(Saved entries)
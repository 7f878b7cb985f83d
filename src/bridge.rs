use wasm_bindgen::prelude::*;
use web_sys as web;

// Rendering side implemented in JS (three.js scene, GLTF meshes, shaders).
// Any object with these methods can be passed to `new Experience(bridge)`.
#[wasm_bindgen]
extern "C" {
    pub type SceneBridge;

    /// `poses` holds twelve floats per id: position, rotation, scale, colour.
    #[wasm_bindgen(method, js_name = setNodePoses)]
    pub fn set_node_poses(this: &SceneBridge, ids: &[u32], poses: &[f32]);

    #[wasm_bindgen(method, js_name = setMonitorUniforms)]
    pub fn set_monitor_uniforms(
        this: &SceneBridge,
        texture_a: u32,
        texture_b: u32,
        mix: f32,
        brightness: f32,
        contrast: f32,
    );

    #[wasm_bindgen(method, js_name = setMeshTexture)]
    pub fn set_mesh_texture(this: &SceneBridge, node: u32, texture: u32);

    #[wasm_bindgen(method, js_name = setBackground)]
    pub fn set_background(this: &SceneBridge, r: f32, g: f32, b: f32);

    #[wasm_bindgen(method, js_name = setTint)]
    pub fn set_tint(this: &SceneBridge, slot: &str, r: f32, g: f32, b: f32);

    #[wasm_bindgen(method, js_name = setSmokeTime)]
    pub fn set_smoke_time(this: &SceneBridge, seconds: f32);

    #[wasm_bindgen(method, js_name = setCameraPose)]
    pub fn set_camera_pose(this: &SceneBridge, pose: &[f32]);

    #[wasm_bindgen(method, js_name = createVideoTexture)]
    pub fn create_video_texture(this: &SceneBridge, video: &web::HtmlVideoElement) -> u32;

    #[wasm_bindgen(method)]
    pub fn render(this: &SceneBridge);
}
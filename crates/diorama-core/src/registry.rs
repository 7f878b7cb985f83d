//! Registry of pickable scene objects with their hover and click timelines.

use crate::constants::{CLICK_DURATION_SEC, CLICK_PRESS_SHARE, HOVER_DURATION_SEC};
use crate::scene::{NodeId, NodeTable, PoseDelta};
use crate::tags::{ClickVariant, HoverVariant, Role};
use crate::tween::{Direction, Ease, Timeline, Tween};
use fnv::FnvHashMap;
use glam::Vec3;
use std::f32::consts::PI;

#[derive(Clone, Copy, Debug, PartialEq, Eq, Hash, PartialOrd, Ord)]
pub struct ObjectId(pub usize);

impl HoverVariant {
    /// Raised pose relative to the load-time baseline.
    pub fn raised(self) -> PoseDelta {
        let (scale, translate, rotate) = match self {
            HoverVariant::Default => (
                Vec3::splat(1.3),
                Vec3::new(0.1, -0.1, 0.1),
                Vec3::new(0.0, -PI / 8.0, 0.0),
            ),
            HoverVariant::V2 => (
                Vec3::new(1.1, 1.5, 1.1),
                Vec3::new(0.0, 0.05, 0.0),
                Vec3::new(0.0, PI / 18.0, 0.0),
            ),
            HoverVariant::V3 => (Vec3::new(1.2, 1.5, 1.2), Vec3::ZERO, Vec3::ZERO),
            HoverVariant::Dj => (Vec3::splat(1.2), Vec3::ZERO, Vec3::new(0.0, PI / 3.0, 0.0)),
            HoverVariant::Slider => (Vec3::new(1.1, 1.2, 1.1), Vec3::ZERO, Vec3::ZERO),
            HoverVariant::PcButton => (Vec3::new(1.2, 1.1, 1.1), Vec3::ZERO, Vec3::ZERO),
            HoverVariant::Tthings => (Vec3::new(1.2, 1.0, 1.2), Vec3::ZERO, Vec3::ZERO),
        };
        PoseDelta {
            translate,
            rotate,
            scale,
        }
    }
}

impl ClickVariant {
    /// Pressed pose relative to the baseline.
    pub fn pressed(self) -> PoseDelta {
        match self {
            ClickVariant::Dj => PoseDelta {
                translate: Vec3::new(0.0, -0.08, 0.0),
                rotate: Vec3::ZERO,
                scale: Vec3::new(1.0, 1.5, 1.0),
            },
            ClickVariant::PcButton => PoseDelta {
                translate: Vec3::new(0.0, 0.0, -0.05),
                rotate: Vec3::ZERO,
                scale: Vec3::ONE,
            },
        }
    }
}

/// Reversible hover raise: forward on pointer-enter, reverse on leave.
pub struct HoverTransition {
    timeline: Box<dyn Timeline>,
    raised: PoseDelta,
}

impl HoverTransition {
    pub fn new(variant: HoverVariant) -> Self {
        Self::with_timeline(
            variant.raised(),
            Box::new(Tween::new(HOVER_DURATION_SEC, Ease::Power2Out)),
        )
    }

    pub fn with_timeline(raised: PoseDelta, timeline: Box<dyn Timeline>) -> Self {
        Self { timeline, raised }
    }

    pub fn timeline(&self) -> &dyn Timeline {
        self.timeline.as_ref()
    }

    pub fn enter(&mut self) {
        self.timeline.play();
    }

    pub fn leave(&mut self) {
        self.timeline.reverse();
    }

    /// True while the raise is playing forward or holding at the top.
    pub fn is_entered(&self) -> bool {
        self.timeline.direction() == Direction::Forward
            && (self.timeline.is_active() || self.timeline.progress() > 0.0)
    }

    pub fn delta(&self) -> PoseDelta {
        self.raised.weighted(self.timeline.value())
    }
}

/// One-shot press-and-spring-back animation.
pub struct ClickTransition {
    timeline: Box<dyn Timeline>,
    pressed: PoseDelta,
}

impl ClickTransition {
    pub fn new(variant: ClickVariant) -> Self {
        // press takes a share of the duration, the elastic release the full duration
        let total = CLICK_DURATION_SEC * (1.0 + CLICK_PRESS_SHARE);
        Self {
            timeline: Box::new(Tween::new(total, Ease::Linear)),
            pressed: variant.pressed(),
        }
    }

    pub fn timeline(&self) -> &dyn Timeline {
        self.timeline.as_ref()
    }

    /// Cancel whatever is running and replay from the start.
    pub fn trigger(&mut self) {
        self.timeline.restart();
    }

    pub fn delta(&self) -> PoseDelta {
        let p = self.timeline.progress();
        if p <= 0.0 || p >= 1.0 {
            return PoseDelta::IDENTITY;
        }
        let press_end = CLICK_PRESS_SHARE / (1.0 + CLICK_PRESS_SHARE);
        let (scale_w, move_w) = if p < press_end {
            let u = p / press_end;
            (Ease::Power2In.apply(u), Ease::Power2Out.apply(u))
        } else {
            let u = (p - press_end) / (1.0 - press_end);
            let w = 1.0 - Ease::ElasticOut.apply(u);
            (w, w)
        };
        PoseDelta {
            translate: self.pressed.translate * move_w,
            rotate: Vec3::ZERO,
            scale: Vec3::ONE + (self.pressed.scale - Vec3::ONE) * scale_w,
        }
    }
}

pub struct InteractiveObject {
    pub node: NodeId,
    pub role: Role,
    pub clickable: bool,
    pub hover: Option<HoverTransition>,
    pub click: Option<ClickTransition>,
    /// Set registry-wide while a modal overlay is open.
    pub hover_disabled: bool,
}

impl InteractiveObject {
    pub fn is_hover_entered(&self) -> bool {
        self.hover.as_ref().is_some_and(|h| h.is_entered())
    }

    pub fn delta(&self) -> PoseDelta {
        let hover = self
            .hover
            .as_ref()
            .map(|h| h.delta())
            .unwrap_or(PoseDelta::IDENTITY);
        let click = self
            .click
            .as_ref()
            .map(|c| c.delta())
            .unwrap_or(PoseDelta::IDENTITY);
        hover.then(&click)
    }
}

#[derive(Default)]
pub struct Registry {
    objects: Vec<InteractiveObject>,
    by_node: FnvHashMap<NodeId, ObjectId>,
}

impl Registry {
    /// Collect every pickable node, building its timelines from its tags.
    pub fn from_nodes(nodes: &NodeTable) -> Self {
        let mut registry = Registry::default();
        for (node_id, node) in nodes.iter() {
            let tags = node.tags;
            if !tags.pickable {
                continue;
            }
            let id = ObjectId(registry.objects.len());
            registry.by_node.insert(node_id, id);
            registry.objects.push(InteractiveObject {
                node: node_id,
                role: tags.role,
                clickable: tags.clickable,
                hover: tags.hover.map(HoverTransition::new),
                click: tags.click.map(ClickTransition::new),
                hover_disabled: false,
            });
        }
        log::info!(
            "[scene] registered {} interactive objects out of {} nodes",
            registry.objects.len(),
            nodes.len()
        );
        registry
    }

    pub fn len(&self) -> usize {
        self.objects.len()
    }

    pub fn is_empty(&self) -> bool {
        self.objects.is_empty()
    }

    pub fn get(&self, id: ObjectId) -> Option<&InteractiveObject> {
        self.objects.get(id.0)
    }

    pub fn get_mut(&mut self, id: ObjectId) -> Option<&mut InteractiveObject> {
        self.objects.get_mut(id.0)
    }

    pub fn iter(&self) -> impl Iterator<Item = (ObjectId, &InteractiveObject)> {
        self.objects
            .iter()
            .enumerate()
            .map(|(i, o)| (ObjectId(i), o))
    }

    pub fn object_for_node(&self, node: NodeId) -> Option<ObjectId> {
        self.by_node.get(&node).copied()
    }

    pub fn role(&self, id: ObjectId) -> Option<Role> {
        self.get(id).map(|o| o.role)
    }

    pub fn find_role(&self, role: Role) -> Option<ObjectId> {
        self.iter().find(|(_, o)| o.role == role).map(|(id, _)| id)
    }

    pub fn ids_where(&self, mut pred: impl FnMut(Role) -> bool) -> Vec<ObjectId> {
        self.iter()
            .filter(|(_, o)| pred(o.role))
            .map(|(id, _)| id)
            .collect()
    }

    /// Swap in a different hover timeline, keeping the object's raised pose.
    pub fn set_hover_timeline(&mut self, id: ObjectId, timeline: Box<dyn Timeline>) {
        if let Some(obj) = self.objects.get_mut(id.0) {
            if let Some(hover) = obj.hover.as_mut() {
                hover.timeline = timeline;
            }
        }
    }

    pub fn set_hover_disabled(&mut self, disabled: bool) {
        for obj in &mut self.objects {
            obj.hover_disabled = disabled;
        }
    }

    pub fn entered_count(&self) -> usize {
        self.objects.iter().filter(|o| o.is_hover_entered()).count()
    }

    pub fn tick(&mut self, dt: f32) {
        for obj in &mut self.objects {
            if let Some(hover) = obj.hover.as_mut() {
                hover.timeline.tick(dt);
            }
            if let Some(click) = obj.click.as_mut() {
                click.timeline.tick(dt);
            }
        }
    }
}
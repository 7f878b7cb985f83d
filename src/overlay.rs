use diorama_core::Modal;
use web_sys as web;

use crate::constants::{HIDDEN_CLASS, MODAL_SELECTOR};

fn modal_element(document: &web::Document, modal: Modal) -> Option<web::Element> {
    let selector = format!("{}.{}", MODAL_SELECTOR, modal.name());
    document.query_selector(&selector).ok().flatten()
}

#[inline]
pub fn show(document: &web::Document, modal: Modal) {
    if let Some(el) = modal_element(document, modal) {
        _ = el.class_list().remove_1(HIDDEN_CLASS);
        // fallback for environments without CSS class
        _ = el.set_attribute("style", "display:block");
    } else {
        log::warn!("[modal] no element for {}", modal.name());
    }
}

#[inline]
pub fn hide(document: &web::Document, modal: Modal) {
    if let Some(el) = modal_element(document, modal) {
        _ = el.class_list().add_1(HIDDEN_CLASS);
        // fallback
        _ = el.set_attribute("style", "display:none");
    }
}

#[inline]
pub fn is_hidden(document: &web::Document, modal: Modal) -> bool {
    if let Some(el) = modal_element(document, modal) {
        if el.class_list().contains(HIDDEN_CLASS) {
            return true;
        }
        return el
            .get_attribute("style")
            .map(|s| s.contains("display:none"))
            .unwrap_or(false);
    }
    true
}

§ **REQUIRED ACTION**
If a line in the records contains the string "return", copy it out.

§ **EXERCISE SOLUTION**
            return PoseDelta::IDENTITY;
            return true;
        return el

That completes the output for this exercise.